* _Assignment_: Please return every line of the records below that holds the word "argument".

Stored items
################

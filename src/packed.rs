//! Uniform variadic call ABI
//!
//! Host callers reach the runtime through string-named functions taking a
//! positional vector of dynamically typed slots and producing one return
//! slot. Decoding is explicit per entry point: an `Int` slot is never read
//! as a `Float`, a `Str` is never parsed into a number.

use std::any::Any;
use std::fmt;
use std::sync::{Arc, Mutex};

use crate::error::{DebugResult, DebugRuntimeError};
use crate::tensor::NdArray;

/// One dynamically typed argument or return slot
#[derive(Debug, Clone, Default)]
pub enum ArgValue {
    /// Empty return slot
    #[default]
    Null,
    Int(i64),
    Float(f64),
    Str(String),
    Tensor(NdArray),
    Module(Module),
    Handle(OpaqueHandle),
}

impl ArgValue {
    pub fn type_name(&self) -> &'static str {
        match self {
            ArgValue::Null => "null",
            ArgValue::Int(_) => "int",
            ArgValue::Float(_) => "float",
            ArgValue::Str(_) => "str",
            ArgValue::Tensor(_) => "tensor",
            ArgValue::Module(_) => "module",
            ArgValue::Handle(_) => "handle",
        }
    }

    pub fn is_null(&self) -> bool {
        matches!(self, ArgValue::Null)
    }

    pub fn as_i64(&self) -> Option<i64> {
        match self {
            ArgValue::Int(v) => Some(*v),
            _ => None,
        }
    }

    pub fn as_f64(&self) -> Option<f64> {
        match self {
            ArgValue::Float(v) => Some(*v),
            _ => None,
        }
    }

    pub fn as_str(&self) -> Option<&str> {
        match self {
            ArgValue::Str(s) => Some(s),
            _ => None,
        }
    }

    pub fn as_tensor(&self) -> Option<&NdArray> {
        match self {
            ArgValue::Tensor(t) => Some(t),
            _ => None,
        }
    }

    pub fn as_module(&self) -> Option<&Module> {
        match self {
            ArgValue::Module(m) => Some(m),
            _ => None,
        }
    }

    pub fn as_handle(&self) -> Option<&OpaqueHandle> {
        match self {
            ArgValue::Handle(h) => Some(h),
            _ => None,
        }
    }
}

impl From<i64> for ArgValue {
    fn from(v: i64) -> Self {
        ArgValue::Int(v)
    }
}

impl From<f64> for ArgValue {
    fn from(v: f64) -> Self {
        ArgValue::Float(v)
    }
}

impl From<&str> for ArgValue {
    fn from(v: &str) -> Self {
        ArgValue::Str(v.to_string())
    }
}

impl From<String> for ArgValue {
    fn from(v: String) -> Self {
        ArgValue::Str(v)
    }
}

impl From<NdArray> for ArgValue {
    fn from(v: NdArray) -> Self {
        ArgValue::Tensor(v)
    }
}

impl From<Module> for ArgValue {
    fn from(v: Module) -> Self {
        ArgValue::Module(v)
    }
}

impl From<OpaqueHandle> for ArgValue {
    fn from(v: OpaqueHandle) -> Self {
        ArgValue::Handle(v)
    }
}

/// Positional argument vector with typed, index-aware accessors
#[derive(Debug, Clone, Default)]
pub struct CallArgs {
    values: Vec<ArgValue>,
}

impl CallArgs {
    pub fn new(values: Vec<ArgValue>) -> Self {
        CallArgs { values }
    }

    pub fn num_args(&self) -> usize {
        self.values.len()
    }

    pub fn values(&self) -> &[ArgValue] {
        &self.values
    }

    pub fn get(&self, index: usize) -> DebugResult<&ArgValue> {
        self.values.get(index).ok_or(DebugRuntimeError::MissingArg {
            index,
            num_args: self.values.len(),
        })
    }

    pub fn int(&self, index: usize) -> DebugResult<i64> {
        let value = self.get(index)?;
        value.as_i64().ok_or_else(|| mismatch(index, "int", value))
    }

    pub fn float(&self, index: usize) -> DebugResult<f64> {
        let value = self.get(index)?;
        value.as_f64().ok_or_else(|| mismatch(index, "float", value))
    }

    pub fn str(&self, index: usize) -> DebugResult<&str> {
        let value = self.get(index)?;
        value.as_str().ok_or_else(|| mismatch(index, "str", value))
    }

    pub fn tensor(&self, index: usize) -> DebugResult<&NdArray> {
        let value = self.get(index)?;
        value.as_tensor().ok_or_else(|| mismatch(index, "tensor", value))
    }

    pub fn module(&self, index: usize) -> DebugResult<&Module> {
        let value = self.get(index)?;
        value.as_module().ok_or_else(|| mismatch(index, "module", value))
    }

    pub fn handle(&self, index: usize) -> DebugResult<&OpaqueHandle> {
        let value = self.get(index)?;
        value.as_handle().ok_or_else(|| mismatch(index, "handle", value))
    }
}

impl From<Vec<ArgValue>> for CallArgs {
    fn from(values: Vec<ArgValue>) -> Self {
        CallArgs::new(values)
    }
}

fn mismatch(index: usize, expected: &'static str, actual: &ArgValue) -> DebugRuntimeError {
    DebugRuntimeError::ArgTypeMismatch {
        index,
        expected,
        actual: actual.type_name(),
    }
}

type PackedFn = dyn Fn(&CallArgs) -> DebugResult<ArgValue> + Send + Sync;

/// Type-erased callable with the variadic signature
#[derive(Clone)]
pub struct PackedFunc(Arc<PackedFn>);

impl PackedFunc {
    pub fn new<F>(f: F) -> Self
    where
        F: Fn(&CallArgs) -> DebugResult<ArgValue> + Send + Sync + 'static,
    {
        PackedFunc(Arc::new(f))
    }

    pub fn call(&self, args: &CallArgs) -> DebugResult<ArgValue> {
        (self.0)(args)
    }

    /// Convenience wrapper building the argument vector in place
    pub fn call_packed(&self, values: Vec<ArgValue>) -> DebugResult<ArgValue> {
        self.call(&CallArgs::new(values))
    }
}

impl fmt::Debug for PackedFunc {
    fn fmt(&self, f: &mut fmt::Formatter<'_>) -> fmt::Result {
        f.write_str("PackedFunc")
    }
}

/// Anything that answers named packed calls
pub trait PackedDispatch: Send {
    fn type_key(&self) -> &'static str;

    fn has_function(&self, name: &str) -> bool;

    fn invoke(&mut self, name: &str, args: &CallArgs) -> DebugResult<ArgValue>;
}

/// Shared module handle
///
/// Functions obtained through [`Module::get_function`] keep the module
/// alive; it is dropped with the last handle or function referencing it.
/// Calls are serialized through the module's mutex.
#[derive(Clone)]
pub struct Module {
    node: Arc<Mutex<dyn PackedDispatch>>,
}

impl Module {
    pub fn new<T: PackedDispatch + 'static>(node: T) -> Self {
        Module {
            node: Arc::new(Mutex::new(node)),
        }
    }

    pub fn type_key(&self) -> DebugResult<&'static str> {
        Ok(self.node.lock()?.type_key())
    }

    /// Look up `name`; `Ok(None)` when the module does not expose it
    pub fn get_function(&self, name: &str) -> DebugResult<Option<PackedFunc>> {
        if !self.node.lock()?.has_function(name) {
            return Ok(None);
        }
        let node = Arc::clone(&self.node);
        let name = name.to_string();
        Ok(Some(PackedFunc::new(move |args| {
            node.lock()?.invoke(&name, args)
        })))
    }

    /// Like [`Module::get_function`] but a missing name is an error
    pub fn require_function(&self, name: &str) -> DebugResult<PackedFunc> {
        self.get_function(name)?
            .ok_or_else(|| DebugRuntimeError::FunctionNotFound(name.to_string()))
    }

    /// Number of live handles (modules and functions) sharing this module
    pub fn handle_count(&self) -> usize {
        Arc::strong_count(&self.node)
    }

    pub fn same_module(&self, other: &Module) -> bool {
        Arc::ptr_eq(&self.node, &other.node)
    }
}

impl fmt::Debug for Module {
    fn fmt(&self, f: &mut fmt::Formatter<'_>) -> fmt::Result {
        let key = match self.node.try_lock() {
            Ok(node) => node.type_key(),
            Err(_) => "<busy>",
        };
        f.debug_struct("Module").field("type_key", &key).finish()
    }
}

/// Pointer-shaped argument: a type-erased shared value
#[derive(Clone)]
pub struct OpaqueHandle(Arc<dyn Any + Send + Sync>);

impl OpaqueHandle {
    pub fn new<T: Any + Send + Sync>(value: T) -> Self {
        OpaqueHandle(Arc::new(value))
    }

    pub fn downcast_ref<T: Any>(&self) -> Option<&T> {
        self.0.downcast_ref::<T>()
    }
}

impl fmt::Debug for OpaqueHandle {
    fn fmt(&self, f: &mut fmt::Formatter<'_>) -> fmt::Result {
        f.write_str("OpaqueHandle")
    }
}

################

* _Task answer_:
/// One dynamically typed argument or return slot
/// Positional argument vector with typed, index-aware accessors
    /// Convenience wrapper building the argument vector in place
/// Pointer-shaped argument: a type-erased shared value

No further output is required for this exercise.